Technical Issues in Tools Development Roundtable - Day 3: Frameworks and Languages
Notes by Paul Haile
Table of content
- Table of content
- Potential topics for today:
- ROI Estimates
- Multiple language toolsets
- Electron? - https://electron.atom.io/
- Plugin development best practices
- Usability feedback
- Windowing frameworks (in order of popularity by show-of-hands)
- Scripting / Automation
Potential topics for today:
- ROI estimates on usability tasks
- Multiple language based toolsets
- Windowing frameworks poll
- ORM / DB access
- Usability communication with your users
- Plugins for PS / Maya - best practices
- Scripting + Automation for your tools
- How to quantify benefits of requests / improvements?
- Use your gut.
- Conduct user research inside the studio with your core users.
- Use telemetry to find insights into your tools, where users spend most of their time. This can help direct where you should spend your usability cycles/resources.

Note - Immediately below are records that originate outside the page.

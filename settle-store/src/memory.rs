//! In-memory adapters for the order store and the lock store.
//!
//! They follow the same contracts as the Postgres and Redis adapters and are
//! what the orchestrator and HTTP tests run against.

use async_trait::async_trait;
use chrono::{DateTime, Utc};
use settle_core::lock::{DistributedLock, LockToken};
use settle_core::models::{Order, OrderId, OrderStatus};
use settle_core::payment::PaymentRecord;
use settle_core::repository::{OrderRepository, OrderTransaction, TransactionRunner};
use settle_core::BoxError;
use std::collections::HashMap;
use std::sync::atomic::{AtomicBool, AtomicUsize, Ordering};
use std::sync::Arc;
use std::time::Duration;
use tokio::sync::{Mutex, OwnedMutexGuard};
use tokio::time::Instant;

#[derive(Debug, Clone, Default)]
struct StoreState {
    orders: HashMap<OrderId, Order>,
    payments: HashMap<String, PaymentRecord>,
}

impl StoreState {
    fn find(&self, id: &OrderId, owner_id: Option<&str>) -> Option<Order> {
        self.orders
            .get(id)
            .filter(|order| owner_id.map_or(true, |owner| order.is_owned_by(owner)))
            .cloned()
    }

    fn update_if_pending(
        &mut self,
        id: &OrderId,
        owner_id: Option<&str>,
        status: OrderStatus,
        updated_at: DateTime<Utc>,
    ) -> u64 {
        match self.orders.get_mut(id) {
            Some(order)
                if order.status == OrderStatus::Pending
                    && owner_id.map_or(true, |owner| order.is_owned_by(owner)) =>
            {
                order.status = status;
                order.updated_at = updated_at;
                1
            }
            _ => 0,
        }
    }
}

/// Order repository and transaction runner backed by a shared map.
///
/// Transactions take the store mutex for their whole lifetime and work on a
/// staged copy, so an uncommitted transaction leaves no trace.
#[derive(Clone, Default)]
pub struct InMemoryOrderStore {
    state: Arc<Mutex<StoreState>>,
    fail_commits: Arc<AtomicBool>,
    creates: Arc<AtomicUsize>,
}

impl InMemoryOrderStore {
    pub fn new() -> Self {
        Self::default()
    }

    /// Make every following commit fail (and discard its writes).
    pub fn fail_commits(&self, fail: bool) {
        self.fail_commits.store(fail, Ordering::SeqCst);
    }

    /// Number of successful `create` calls
    pub fn create_count(&self) -> usize {
        self.creates.load(Ordering::SeqCst)
    }

    pub async fn payments_for(&self, id: &OrderId) -> Vec<PaymentRecord> {
        let state = self.state.lock().await;
        state.payments.values().filter(|p| &p.order_id == id).cloned().collect()
    }
}

#[async_trait]
impl OrderRepository for InMemoryOrderStore {
    async fn create(&self, order: &Order) -> Result<(), BoxError> {
        let mut state = self.state.lock().await;
        if state.orders.contains_key(&order.id) {
            return Err(format!("duplicate order id {}", order.id).into());
        }
        state.orders.insert(order.id.clone(), order.clone());
        self.creates.fetch_add(1, Ordering::SeqCst);
        Ok(())
    }

    async fn find_by_id(&self, id: &OrderId) -> Result<Option<Order>, BoxError> {
        Ok(self.state.lock().await.find(id, None))
    }

    async fn find_by_id_for_owner(&self, id: &OrderId, owner_id: &str) -> Result<Option<Order>, BoxError> {
        Ok(self.state.lock().await.find(id, Some(owner_id)))
    }

    async fn update(&self, order: &Order) -> Result<bool, BoxError> {
        let mut state = self.state.lock().await;
        match state.orders.get_mut(&order.id) {
            Some(stored) => {
                stored.status = order.status;
                stored.updated_at = order.updated_at;
                Ok(true)
            }
            None => Ok(false),
        }
    }

    async fn update_status_if_pending(
        &self,
        id: &OrderId,
        status: OrderStatus,
        updated_at: DateTime<Utc>,
    ) -> Result<u64, BoxError> {
        Ok(self.state.lock().await.update_if_pending(id, None, status, updated_at))
    }

    async fn update_status_if_pending_for_owner(
        &self,
        id: &OrderId,
        owner_id: &str,
        status: OrderStatus,
        updated_at: DateTime<Utc>,
    ) -> Result<u64, BoxError> {
        Ok(self.state.lock().await.update_if_pending(id, Some(owner_id), status, updated_at))
    }
}

#[async_trait]
impl TransactionRunner for InMemoryOrderStore {
    async fn begin(&self) -> Result<Box<dyn OrderTransaction>, BoxError> {
        let guard = self.state.clone().lock_owned().await;
        let staged = guard.clone();
        Ok(Box::new(InMemoryTransaction {
            guard: Some(guard),
            staged,
            fail_commit: self.fail_commits.load(Ordering::SeqCst),
        }))
    }
}

pub struct InMemoryTransaction {
    guard: Option<OwnedMutexGuard<StoreState>>,
    staged: StoreState,
    fail_commit: bool,
}

impl InMemoryTransaction {
    fn ensure_open(&self) -> Result<(), BoxError> {
        if self.guard.is_none() {
            return Err("transaction already finished".into());
        }
        Ok(())
    }
}

#[async_trait]
impl OrderTransaction for InMemoryTransaction {
    async fn find_by_id(&mut self, id: &OrderId) -> Result<Option<Order>, BoxError> {
        self.ensure_open()?;
        Ok(self.staged.find(id, None))
    }

    async fn update_status_if_pending(
        &mut self,
        id: &OrderId,
        status: OrderStatus,
        updated_at: DateTime<Utc>,
    ) -> Result<u64, BoxError> {
        self.ensure_open()?;
        Ok(self.staged.update_if_pending(id, None, status, updated_at))
    }

    async fn update_status_if_pending_for_owner(
        &mut self,
        id: &OrderId,
        owner_id: &str,
        status: OrderStatus,
        updated_at: DateTime<Utc>,
    ) -> Result<u64, BoxError> {
        self.ensure_open()?;
        Ok(self.staged.update_if_pending(id, Some(owner_id), status, updated_at))
    }

    async fn record_payment(&mut self, record: &PaymentRecord) -> Result<(), BoxError> {
        self.ensure_open()?;
        self.staged
            .payments
            .entry(record.idempotency_key.clone())
            .or_insert_with(|| record.clone());
        Ok(())
    }

    async fn commit(&mut self) -> Result<(), BoxError> {
        let mut guard = self.guard.take().ok_or("transaction already finished")?;
        if self.fail_commit {
            return Err("commit rejected by store".into());
        }
        *guard = std::mem::take(&mut self.staged);
        Ok(())
    }

    async fn rollback(&mut self) -> Result<(), BoxError> {
        self.guard.take();
        Ok(())
    }
}

/// Lock store with expiring keys on the tokio clock
#[derive(Clone, Default)]
pub struct InMemoryLock {
    entries: Arc<Mutex<HashMap<String, (LockToken, Instant)>>>,
    unavailable: Arc<AtomicBool>,
}

impl InMemoryLock {
    pub fn new() -> Self {
        Self::default()
    }

    /// Simulate the lock store being unreachable
    pub fn set_unavailable(&self, unavailable: bool) {
        self.unavailable.store(unavailable, Ordering::SeqCst);
    }

    pub async fn is_held(&self, key: &str) -> bool {
        let entries = self.entries.lock().await;
        entries.get(key).is_some_and(|(_, expires_at)| *expires_at > Instant::now())
    }

    fn check_available(&self) -> Result<(), BoxError> {
        if self.unavailable.load(Ordering::SeqCst) {
            return Err("lock store unavailable".into());
        }
        Ok(())
    }
}

#[async_trait]
impl DistributedLock for InMemoryLock {
    async fn try_acquire(&self, key: &str, ttl: Duration) -> Result<Option<LockToken>, BoxError> {
        self.check_available()?;
        let mut entries = self.entries.lock().await;
        let now = Instant::now();

        if let Some((_, expires_at)) = entries.get(key) {
            if *expires_at > now {
                return Ok(None);
            }
        }

        let token = LockToken::generate();
        entries.insert(key.to_string(), (token.clone(), now + ttl));
        Ok(Some(token))
    }

    async fn release(&self, key: &str, token: &LockToken) -> Result<bool, BoxError> {
        self.check_available()?;
        let mut entries = self.entries.lock().await;
        match entries.get(key) {
            Some((holder, _)) if holder == token => {
                entries.remove(key);
                Ok(true)
            }
            _ => Ok(false),
        }
    }
}

#[cfg(test)]
mod tests {
    use super::*;

    fn pending(id: &str, owner: &str) -> Order {
        Order::new_pending(OrderId::new(id), owner, 1200, Utc::now())
    }

    #[tokio::test]
    async fn test_conditional_update_only_moves_pending_orders() {
        let store = InMemoryOrderStore::new();
        let order = pending("o-1", "u1");
        store.create(&order).await.unwrap();

        let first = store.update_status_if_pending(&order.id, OrderStatus::Paid, Utc::now()).await.unwrap();
        let second = store.update_status_if_pending(&order.id, OrderStatus::Paid, Utc::now()).await.unwrap();

        assert_eq!(first, 1);
        assert_eq!(second, 0);
        assert_eq!(store.find_by_id(&order.id).await.unwrap().unwrap().status, OrderStatus::Paid);
    }

    #[tokio::test]
    async fn test_owner_scoping_hides_foreign_orders() {
        let store = InMemoryOrderStore::new();
        let order = pending("o-1", "u1");
        store.create(&order).await.unwrap();

        assert!(store.find_by_id_for_owner(&order.id, "u2").await.unwrap().is_none());
        assert!(store.find_by_id_for_owner(&order.id, "u1").await.unwrap().is_some());

        let rows = store
            .update_status_if_pending_for_owner(&order.id, "u2", OrderStatus::Paid, Utc::now())
            .await
            .unwrap();
        assert_eq!(rows, 0);
        assert_eq!(store.find_by_id(&order.id).await.unwrap().unwrap().status, OrderStatus::Pending);
    }

    #[tokio::test]
    async fn test_duplicate_create_is_rejected() {
        let store = InMemoryOrderStore::new();
        let order = pending("o-1", "u1");
        store.create(&order).await.unwrap();

        assert!(store.create(&order).await.is_err());
        assert_eq!(store.create_count(), 1);
    }

    #[tokio::test]
    async fn test_update_keeps_amount() {
        let store = InMemoryOrderStore::new();
        let order = pending("o-1", "u1");
        store.create(&order).await.unwrap();

        let mut changed = order.clone();
        changed.amount_minor_units = 1;
        changed.status = OrderStatus::Canceled;
        assert!(store.update(&changed).await.unwrap());

        let stored = store.find_by_id(&order.id).await.unwrap().unwrap();
        assert_eq!(stored.amount_minor_units, 1200);
        assert_eq!(stored.status, OrderStatus::Canceled);
        assert!(!store.update(&pending("missing", "u1")).await.unwrap());
    }

    #[tokio::test]
    async fn test_dropped_transaction_discards_writes() {
        let store = InMemoryOrderStore::new();
        let order = pending("o-1", "u1");
        store.create(&order).await.unwrap();

        {
            let mut tx = store.begin().await.unwrap();
            let rows = tx.update_status_if_pending(&order.id, OrderStatus::Paid, Utc::now()).await.unwrap();
            assert_eq!(rows, 1);
        }

        assert_eq!(store.find_by_id(&order.id).await.unwrap().unwrap().status, OrderStatus::Pending);
    }

    #[tokio::test(start_paused = true)]
    async fn test_lock_is_exclusive_until_ttl() {
        let lock = InMemoryLock::new();
        let ttl = Duration::from_secs(15);

        let token = lock.try_acquire("lock:pay:o-1", ttl).await.unwrap().expect("first acquire");
        assert!(lock.try_acquire("lock:pay:o-1", ttl).await.unwrap().is_none());

        tokio::time::advance(Duration::from_secs(16)).await;
        let next = lock.try_acquire("lock:pay:o-1", ttl).await.unwrap().expect("acquire after expiry");

        // The first holder's token no longer owns the key
        assert!(!lock.release("lock:pay:o-1", &token).await.unwrap());
        assert!(lock.is_held("lock:pay:o-1").await);

        assert!(lock.release("lock:pay:o-1", &next).await.unwrap());
        assert!(!lock.is_held("lock:pay:o-1").await);
    }

    #[tokio::test]
    async fn test_unavailable_lock_store_errors() {
        let lock = InMemoryLock::new();
        lock.set_unavailable(true);
        assert!(lock.try_acquire("k", Duration::from_secs(1)).await.is_err());
    }
}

- Can be biased based on what part of production you are in so you need to collect this data through the entire production cycle of the project.
- Telemetry can only take you so far, make sure you’re following up with talking to your users when possible.
Multiple language toolsets
- Typically tools can/will be created by anyone on the team with any language, then once becomes popular / circulated, responsibility is shifted onto the tools team for long term maintenance and upkeep.
- Some tools teams simply port all incoming code to one language. Can be considered wasteful in the short term, but the uniformity can pay off in the long term.
- More languages being used adds time to the build pipeline.
- Some use agnostic front ends that call into multiple back end stacks to present a unified front on a multi-language back end stack.
- Hiring plays a role here as well - if you’re need to hire, consider working towards the classically popular languages.
Electron? - https://electron.atom.io/
- Anyone using this? Not many, 2 people in the room.
- Memory intensive.
- Recommend watching Insomniac’s web tools talk from this GDC. (Reasons why they abandoned their web tools initiative.)
Plugin development best practices
- Some set up a common python interface for these plugins to use.
- C/C++ plugins originally, but most are finding they can do it all with MEL/Max script/Python, so are seeing less and less C based plugins over time.
- Seems most people are leaving this work with Tech Art teams and only step in when C++ support is needed.
- Some have seen tech art write too much quick hacky code that is a nightmare to support, so are pulling the responsibility back into engineering.
- Standups with tech art teams can help mentor and tutor them to make more robust tools.
- Code reviews for tech art tools development seem beneficial.
- Letting tech art stand up rudimentary pipeline first, then going back and reinforcing it can provide an automatic roadmap for tools teams to follow.
- Shadowing people is always beneficial to find the ways to improve that users are not even thinking about.
- Some backlash mentioned around “what’s new” popups within the tools. (People like communication, just not forced in-your-face communication, maybe?)
- Try to kill the mentality that you would take critical feedback poorly. Some wont comment because they’re scared to offend. Get out in front of your users, requesting feedback from them.
- Build friendships with key users of your tools so you can go to them for candid feedback. They may become champions for your tools and gather feedback within their teams to relay back to you.
- Proximity is important. Be close to the people using your tools when possible.
- Morae (https://www.techsmith.com/morae.html) - software for supporting your usability testing sessions.
- Remember to budget to implement the feedback - if you don’t, people will notice their comments fall on deaf ears, and will stop giving feedback.
- Dissemination of tools changes / info
- Some success using Wiki/Confluence page for updates. Broken out at the individual tool level, and the people who care can set up email-alerts to watch the individual pages for updates.
- Emails dont seem to work well.
- Aforemntioned backlash around in-tool pop-ups.
- Chat channels - good to watch people explain features to each other… can provide some unique insight.
- Show-and-tell meetings when large changes are being released, as a quick bootstrapping for a large group.
- Even better if the pilot using the tool at the meeting is a user of the tool, not the engineer.
- Internal beta programs worked well for some. Trial your changes to existing tools with core users first and get feedback before releasing to all.
Windowing frameworks (in order of popularity by show-of-hands)
- Qt (+Python bindings for Qt, popular with Tech Art)
- .net winforms
- win32 GDI
- Custom solutions
Scripting / Automation
- Entirely python based toolset allows for easy addition and scriptability by the users.
- Same with Lua - and if your game is also using LUA it can extend into game functionality.